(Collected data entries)
◇ ◇ ◇ ◇ ◇

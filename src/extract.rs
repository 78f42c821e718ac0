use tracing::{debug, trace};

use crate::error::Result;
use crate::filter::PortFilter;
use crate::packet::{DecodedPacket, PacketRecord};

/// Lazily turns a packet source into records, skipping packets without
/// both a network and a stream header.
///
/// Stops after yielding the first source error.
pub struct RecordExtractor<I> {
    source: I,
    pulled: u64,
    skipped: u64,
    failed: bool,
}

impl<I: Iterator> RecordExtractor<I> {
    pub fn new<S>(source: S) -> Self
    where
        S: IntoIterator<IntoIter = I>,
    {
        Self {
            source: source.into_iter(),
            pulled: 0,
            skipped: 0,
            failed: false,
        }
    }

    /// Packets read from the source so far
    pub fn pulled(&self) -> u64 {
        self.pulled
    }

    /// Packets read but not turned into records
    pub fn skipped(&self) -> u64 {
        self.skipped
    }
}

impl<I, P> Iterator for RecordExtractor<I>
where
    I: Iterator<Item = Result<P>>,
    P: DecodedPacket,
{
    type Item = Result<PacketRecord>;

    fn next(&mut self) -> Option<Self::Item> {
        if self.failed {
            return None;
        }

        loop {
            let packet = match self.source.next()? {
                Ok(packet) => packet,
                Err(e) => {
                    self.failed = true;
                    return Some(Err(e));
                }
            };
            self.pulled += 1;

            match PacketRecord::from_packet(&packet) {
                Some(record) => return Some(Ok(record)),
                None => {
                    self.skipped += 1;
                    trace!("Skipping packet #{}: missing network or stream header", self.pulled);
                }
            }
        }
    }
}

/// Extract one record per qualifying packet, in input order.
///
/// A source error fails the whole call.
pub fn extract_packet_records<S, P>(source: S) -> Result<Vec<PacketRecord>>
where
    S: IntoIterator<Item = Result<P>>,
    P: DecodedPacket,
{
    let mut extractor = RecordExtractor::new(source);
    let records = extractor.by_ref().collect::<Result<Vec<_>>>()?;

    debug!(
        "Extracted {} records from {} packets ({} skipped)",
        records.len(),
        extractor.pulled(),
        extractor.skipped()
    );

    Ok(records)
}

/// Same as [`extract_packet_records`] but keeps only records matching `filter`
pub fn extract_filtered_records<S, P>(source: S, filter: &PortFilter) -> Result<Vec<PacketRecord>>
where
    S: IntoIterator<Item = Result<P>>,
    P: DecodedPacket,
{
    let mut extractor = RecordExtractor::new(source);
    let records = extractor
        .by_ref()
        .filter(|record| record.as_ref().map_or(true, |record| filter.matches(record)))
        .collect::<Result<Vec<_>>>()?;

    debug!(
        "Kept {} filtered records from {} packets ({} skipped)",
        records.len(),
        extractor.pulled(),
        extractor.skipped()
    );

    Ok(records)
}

◇ ◇ ◇ ◇ ◇

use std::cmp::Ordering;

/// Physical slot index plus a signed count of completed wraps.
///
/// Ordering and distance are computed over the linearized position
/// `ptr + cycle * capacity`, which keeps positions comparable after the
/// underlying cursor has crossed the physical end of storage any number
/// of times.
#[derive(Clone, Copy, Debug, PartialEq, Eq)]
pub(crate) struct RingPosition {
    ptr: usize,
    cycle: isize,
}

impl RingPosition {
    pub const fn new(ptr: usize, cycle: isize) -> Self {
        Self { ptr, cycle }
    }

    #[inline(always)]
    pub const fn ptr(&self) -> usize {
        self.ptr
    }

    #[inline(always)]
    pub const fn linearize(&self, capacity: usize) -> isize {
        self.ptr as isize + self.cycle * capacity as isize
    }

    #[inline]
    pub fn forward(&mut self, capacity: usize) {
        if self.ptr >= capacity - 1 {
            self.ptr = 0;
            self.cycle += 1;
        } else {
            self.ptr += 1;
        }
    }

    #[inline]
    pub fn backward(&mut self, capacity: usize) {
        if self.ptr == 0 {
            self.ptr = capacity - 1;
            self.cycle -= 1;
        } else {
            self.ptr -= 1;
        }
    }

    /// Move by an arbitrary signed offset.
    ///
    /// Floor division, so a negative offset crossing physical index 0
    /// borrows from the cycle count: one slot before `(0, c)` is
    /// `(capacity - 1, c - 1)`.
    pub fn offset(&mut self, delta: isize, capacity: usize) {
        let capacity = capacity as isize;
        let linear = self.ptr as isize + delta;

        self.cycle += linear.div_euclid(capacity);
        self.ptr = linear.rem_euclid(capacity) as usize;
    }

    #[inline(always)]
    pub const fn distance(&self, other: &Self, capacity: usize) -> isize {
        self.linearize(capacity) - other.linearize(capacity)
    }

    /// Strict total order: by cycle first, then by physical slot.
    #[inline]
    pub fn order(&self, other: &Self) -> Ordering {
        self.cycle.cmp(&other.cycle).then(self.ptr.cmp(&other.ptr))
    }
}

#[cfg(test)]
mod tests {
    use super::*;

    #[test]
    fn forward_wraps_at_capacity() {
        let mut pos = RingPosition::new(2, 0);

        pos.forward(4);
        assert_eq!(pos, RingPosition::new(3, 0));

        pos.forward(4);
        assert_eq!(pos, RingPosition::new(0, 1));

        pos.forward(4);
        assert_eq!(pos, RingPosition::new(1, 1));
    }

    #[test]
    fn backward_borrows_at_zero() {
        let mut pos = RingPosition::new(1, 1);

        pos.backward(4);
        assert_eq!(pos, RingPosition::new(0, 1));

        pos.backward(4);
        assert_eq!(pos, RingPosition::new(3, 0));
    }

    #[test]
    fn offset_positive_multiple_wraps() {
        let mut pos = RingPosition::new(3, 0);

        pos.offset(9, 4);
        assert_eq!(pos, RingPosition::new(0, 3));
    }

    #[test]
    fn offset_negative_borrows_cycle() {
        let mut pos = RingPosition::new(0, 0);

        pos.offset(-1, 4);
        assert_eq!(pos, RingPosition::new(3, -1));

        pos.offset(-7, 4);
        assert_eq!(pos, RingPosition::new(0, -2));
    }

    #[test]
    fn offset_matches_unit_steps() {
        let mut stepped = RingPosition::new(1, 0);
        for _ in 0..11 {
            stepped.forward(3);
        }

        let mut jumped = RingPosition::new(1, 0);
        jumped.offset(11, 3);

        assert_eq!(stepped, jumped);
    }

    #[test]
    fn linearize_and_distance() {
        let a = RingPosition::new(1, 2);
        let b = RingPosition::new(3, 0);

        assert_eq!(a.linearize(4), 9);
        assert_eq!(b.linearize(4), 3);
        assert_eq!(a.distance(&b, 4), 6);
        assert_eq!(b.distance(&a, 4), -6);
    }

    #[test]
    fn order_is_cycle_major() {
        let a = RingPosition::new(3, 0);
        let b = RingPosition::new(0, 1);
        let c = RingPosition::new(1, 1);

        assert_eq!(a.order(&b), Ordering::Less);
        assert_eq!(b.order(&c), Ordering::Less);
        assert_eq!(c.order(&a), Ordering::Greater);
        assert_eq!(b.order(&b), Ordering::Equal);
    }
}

◇ ◇ ◇ ◇ ◇

The task >> After reading through the records, count the lines that hold the string "slot" and give only the count.

Output for this exercise >> 3